***** Data to examine *****
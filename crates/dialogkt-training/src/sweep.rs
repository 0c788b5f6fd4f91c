//! Hyperparameter sweep.
//!
//! A search space is a list of dimensions, each a parameter name with its
//! candidate values:
//!
//! ```toml
//! max_candidates = 4
//!
//! [[dimension]]
//! name = "lr"
//! values = [1e-4, 2e-4]
//!
//! [[dimension]]
//! name = "r"
//! values = [8, 16]
//! ```
//!
//! Candidates are the cartesian product in declaration order, the first
//! dimension varying slowest. Every candidate is cross-validated on the
//! validation split only; the best mean selection metric wins and ties keep
//! the earlier candidate. A sweep never saves weights and never scores the
//! test split.

use crate::config::{ConfigFile, Overrides, RawArgs, RunConfig, SelectionMetric, resolve};
use crate::crossval::{CrossValidator, CvSummary, FoldRunner};
use crate::error::{TrainingError, TrainingResult};
use crate::folds::{FoldProvider, SplitKind};
use crate::progress::{NullProgressSink, ProgressSink};
use dialogkt_abstraction::ModelVariant;
use dialogkt_abstraction::seed::derive_seed;
use serde::{Deserialize, Serialize};
use std::fmt;
use std::path::Path;
use std::sync::Arc;
use tokio_util::sync::CancellationToken;
use tracing::{info, warn};

#[derive(Debug, Clone, Copy, PartialEq, Eq, Hash, Serialize, Deserialize)]
#[serde(rename_all = "snake_case")]
pub enum SweepParam {
    Lr,
    Wd,
    Gc,
    GradAccumSteps,
    BatchSize,
    Epochs,
    R,
    LoraAlpha,
    EmbSize,
}

impl SweepParam {
    #[must_use]
    pub const fn as_str(self) -> &'static str {
        match self {
            Self::Lr => "lr",
            Self::Wd => "wd",
            Self::Gc => "gc",
            Self::GradAccumSteps => "grad_accum_steps",
            Self::BatchSize => "batch_size",
            Self::Epochs => "epochs",
            Self::R => "r",
            Self::LoraAlpha => "lora_alpha",
            Self::EmbSize => "emb_size",
        }
    }
}

#[derive(Debug, Clone, Copy, PartialEq, Serialize, Deserialize)]
#[serde(untagged)]
pub enum SweepValue {
    Int(i64),
    Float(f64),
}

impl SweepValue {
    fn as_f64(self) -> f64 {
        match self {
            Self::Int(i) => i as f64,
            Self::Float(f) => f,
        }
    }

    fn as_count(self, param: SweepParam) -> TrainingResult<usize> {
        let count = match self {
            Self::Int(i) => usize::try_from(i).ok(),
            Self::Float(_) => None,
        };
        count.ok_or_else(|| {
            TrainingError::config("sweep_space", format!("`{}` needs non-negative integers, got {self}", param.as_str()))
        })
    }
}

impl fmt::Display for SweepValue {
    fn fmt(&self, f: &mut fmt::Formatter<'_>) -> fmt::Result {
        match self {
            Self::Int(i) => write!(f, "{i}"),
            Self::Float(x) => write!(f, "{x}"),
        }
    }
}

#[derive(Debug, Clone, PartialEq, Serialize, Deserialize)]
#[serde(deny_unknown_fields)]
pub struct SweepDimension {
    pub name: SweepParam,
    pub values: Vec<SweepValue>,
}

#[derive(Debug, Clone, Default, PartialEq, Serialize, Deserialize)]
#[serde(deny_unknown_fields)]
pub struct SearchSpace {
    #[serde(default)]
    pub max_candidates: Option<usize>,
    #[serde(default, rename = "dimension")]
    pub dimensions: Vec<SweepDimension>,
}

/// One parameter value of a candidate.
#[derive(Debug, Clone, Copy, PartialEq, Serialize, Deserialize)]
pub struct Assignment {
    pub param: SweepParam,
    pub value: SweepValue,
}

fn apply(overrides: &mut Overrides, assignment: Assignment) -> TrainingResult<()> {
    let Assignment { param, value } = assignment;
    match param {
        SweepParam::Lr => overrides.lr = Some(value.as_f64()),
        SweepParam::Wd => overrides.wd = Some(value.as_f64()),
        SweepParam::Gc => overrides.gc = Some(value.as_f64()),
        SweepParam::LoraAlpha => overrides.lora_alpha = Some(value.as_f64()),
        SweepParam::GradAccumSteps => overrides.grad_accum_steps = Some(value.as_count(param)?),
        SweepParam::BatchSize => overrides.batch_size = Some(value.as_count(param)?),
        SweepParam::Epochs => overrides.epochs = Some(value.as_count(param)?),
        SweepParam::R => overrides.r = Some(value.as_count(param)?),
        SweepParam::EmbSize => overrides.emb_size = Some(value.as_count(param)?),
    }
    Ok(())
}

impl SearchSpace {
    pub fn load_from_file(path: &Path) -> TrainingResult<Self> {
        let content = std::fs::read_to_string(path).map_err(|e| {
            TrainingError::config("sweep_space", format!("cannot read {}: {e}", path.display()))
        })?;
        Self::parse(&content)
    }

    pub fn parse(content: &str) -> TrainingResult<Self> {
        let space: Self =
            toml::from_str(content).map_err(|e| TrainingError::config("sweep_space", e.to_string()))?;
        space.validate()?;
        Ok(space)
    }

    fn validate(&self) -> TrainingResult<()> {
        if self.max_candidates == Some(0) {
            return Err(TrainingError::config("sweep_space", "max_candidates must be at least 1"));
        }
        for (i, dim) in self.dimensions.iter().enumerate() {
            if dim.values.is_empty() {
                return Err(TrainingError::config(
                    "sweep_space",
                    format!("dimension `{}` has no values", dim.name.as_str()),
                ));
            }
            if self.dimensions[..i].iter().any(|d| d.name == dim.name) {
                return Err(TrainingError::config(
                    "sweep_space",
                    format!("dimension `{}` is declared twice", dim.name.as_str()),
                ));
            }
        }
        Ok(())
    }

    /// Default space for a model type.
    #[must_use]
    pub fn builtin(variant: ModelVariant) -> Self {
        let dim = |name, values: &[SweepValue]| SweepDimension { name, values: values.to_vec() };
        let dimensions = match variant {
            ModelVariant::Lmkt => vec![
                dim(SweepParam::Lr, &[SweepValue::Float(1e-4), SweepValue::Float(2e-4), SweepValue::Float(5e-4)]),
                dim(SweepParam::R, &[SweepValue::Int(8), SweepValue::Int(16)]),
            ],
            ModelVariant::Dkt => vec![
                dim(SweepParam::Lr, &[SweepValue::Float(1e-3), SweepValue::Float(5e-3), SweepValue::Float(1e-2)]),
                dim(SweepParam::EmbSize, &[SweepValue::Int(32), SweepValue::Int(64)]),
            ],
            ModelVariant::Bkt | ModelVariant::Majority | ModelVariant::Random => Vec::new(),
        };
        Self { max_candidates: None, dimensions }
    }

    /// Parameter assignments of every candidate, in enumeration order.
    #[must_use]
    pub fn candidates(&self) -> Vec<Vec<Assignment>> {
        let mut out: Vec<Vec<Assignment>> = vec![Vec::new()];
        for dim in &self.dimensions {
            out = out
                .into_iter()
                .flat_map(|prefix| {
                    dim.values.iter().map(move |&value| {
                        let mut next = prefix.clone();
                        next.push(Assignment { param: dim.name, value });
                        next
                    })
                })
                .collect();
        }
        if let Some(max) = self.max_candidates {
            out.truncate(max);
        }
        out
    }
}

#[derive(Debug, Clone, Copy, PartialEq, Eq, Serialize, Deserialize)]
#[serde(rename_all = "snake_case")]
pub enum CandidateStatus {
    Completed,
    Failed,
}

#[derive(Debug, Clone, PartialEq, Serialize, Deserialize)]
pub struct SweepCandidate {
    pub index: usize,
    pub seed: u64,
    pub assignments: Vec<Assignment>,
    pub overrides: Overrides,
    pub status: CandidateStatus,
    pub selection_value: Option<f64>,
    #[serde(default, skip_serializing_if = "Option::is_none")]
    pub summary: Option<CvSummary>,
    #[serde(default, skip_serializing_if = "Option::is_none")]
    pub error: Option<String>,
}

#[derive(Debug, Clone, PartialEq, Serialize, Deserialize)]
pub struct SweepResult {
    pub selection_metric: SelectionMetric,
    pub best: usize,
    pub best_overrides: Overrides,
    /// Configuration to re-run with for a test-split evaluation.
    pub best_config: RunConfig,
    pub history: Vec<SweepCandidate>,
}

impl SweepResult {
    #[must_use]
    pub fn best_candidate(&self) -> Option<&SweepCandidate> {
        self.history.get(self.best)
    }
}

fn describe(assignments: &[Assignment]) -> String {
    if assignments.is_empty() {
        return "(defaults)".to_string();
    }
    assignments.iter().map(|a| format!("{}={}", a.param.as_str(), a.value)).collect::<Vec<_>>().join(" ")
}

pub struct SweepOrchestrator {
    space: SearchSpace,
    cancel: CancellationToken,
    progress: Arc<dyn ProgressSink>,
}

impl SweepOrchestrator {
    #[must_use]
    pub fn new(space: SearchSpace) -> Self {
        Self { space, cancel: CancellationToken::new(), progress: Arc::new(NullProgressSink) }
    }

    /// Space from `path`, or the built-in space of the model type.
    pub fn for_config(config: &RunConfig) -> TrainingResult<Self> {
        let space = match &config.sweep_space {
            Some(path) => SearchSpace::load_from_file(path)?,
            None => SearchSpace::builtin(config.model.variant()),
        };
        Ok(Self::new(space))
    }

    #[must_use]
    pub fn with_cancellation(mut self, cancel: CancellationToken) -> Self {
        self.cancel = cancel;
        self
    }

    #[must_use]
    pub fn with_progress(mut self, progress: Arc<dyn ProgressSink>) -> Self {
        self.progress = progress;
        self
    }

    #[must_use]
    pub const fn space(&self) -> &SearchSpace {
        &self.space
    }

    /// Cross-validates every candidate on the validation split.
    ///
    /// All candidates are resolved before any is run, so an invalid space
    /// fails before a model is built.
    ///
    /// # Errors
    /// `Config` for a candidate that does not resolve; the first candidate's
    /// error when no candidate completes; any run-global error.
    pub async fn run<F>(
        &self,
        raw: &RawArgs,
        file: Option<&ConfigFile>,
        provider: Arc<dyn FoldProvider>,
        make_runner: F,
    ) -> TrainingResult<SweepResult>
    where
        F: Fn(&RunConfig) -> TrainingResult<Arc<dyn FoldRunner>>,
    {
        if !raw.hyperparam_sweep {
            return Err(TrainingError::config("hyperparam_sweep", "sweep requested without --hyperparam_sweep"));
        }

        let mut planned = Vec::new();
        for assignments in self.space.candidates() {
            let mut overrides = Overrides::default();
            for assignment in &assignments {
                apply(&mut overrides, *assignment)?;
            }
            let config = resolve(&raw.with_overrides(&overrides), file)?;
            planned.push((assignments, overrides, config));
        }
        info!(candidates = planned.len(), "Starting hyperparameter sweep");

        let mut history = Vec::with_capacity(planned.len());
        let mut best: Option<(usize, f64)> = None;
        let mut first_error: Option<TrainingError> = None;

        for (index, (assignments, overrides, config)) in planned.iter().enumerate() {
            if self.cancel.is_cancelled() {
                return Err(TrainingError::Cancelled);
            }
            let seed = derive_seed(config.seed, "candidate", index as u64);
            let label = describe(assignments);
            let validator = CrossValidator::new(seed, config.max_parallel)
                .with_cancellation(self.cancel.clone())
                .with_progress(Arc::clone(&self.progress));
            let runner = make_runner(config)?;
            let outcome =
                validator.run(Arc::clone(&provider), &config.fold_indices(), SplitKind::Validation, runner).await;

            let candidate = match outcome {
                Ok(summary) if summary.cancelled => {
                    warn!(candidate = index, params = %label, "Sweep cancelled during candidate");
                    return Err(TrainingError::Cancelled);
                }
                Ok(summary) => {
                    let value = summary.selection_value(config.eval.selection_metric);
                    info!(candidate = index, params = %label, value = ?value, "Candidate complete");
                    let score = value.unwrap_or(f64::NEG_INFINITY);
                    if best.is_none_or(|(_, b)| score > b) {
                        best = Some((index, score));
                    }
                    SweepCandidate {
                        index,
                        seed,
                        assignments: assignments.clone(),
                        overrides: overrides.clone(),
                        status: CandidateStatus::Completed,
                        selection_value: value,
                        summary: Some(summary),
                        error: None,
                    }
                }
                Err(e) if e.is_fold_local() => {
                    warn!(candidate = index, params = %label, error = %e, "Candidate failed, excluded");
                    let candidate = SweepCandidate {
                        index,
                        seed,
                        assignments: assignments.clone(),
                        overrides: overrides.clone(),
                        status: CandidateStatus::Failed,
                        selection_value: None,
                        summary: None,
                        error: Some(e.to_string()),
                    };
                    if first_error.is_none() {
                        first_error = Some(e);
                    }
                    candidate
                }
                Err(e) => return Err(e),
            };
            history.push(candidate);
        }

        let Some((best, _)) = best else {
            return Err(first_error.unwrap_or_else(|| TrainingError::config("sweep_space", "no candidates")));
        };
        let (_, best_overrides, best_config) = &planned[best];
        info!(best, params = %describe(&planned[best].0), "Sweep complete");
        Ok(SweepResult {
            selection_metric: best_config.eval.selection_metric,
            best,
            best_overrides: best_overrides.clone(),
            best_config: best_config.clone(),
            history,
        })
    }
}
*****
▶ **Task prompt**: Report the lines above that contain "path".

▶ **Answer space**:
use std::path::Path;
    pub fn load_from_file(path: &Path) -> TrainingResult<Self> {
        let content = std::fs::read_to_string(path).map_err(|e| {
            TrainingError::config("sweep_space", format!("cannot read {}: {e}", path.display()))
    /// Space from `path`, or the built-in space of the model type.
            Some(path) => SearchSpace::load_from_file(path)?,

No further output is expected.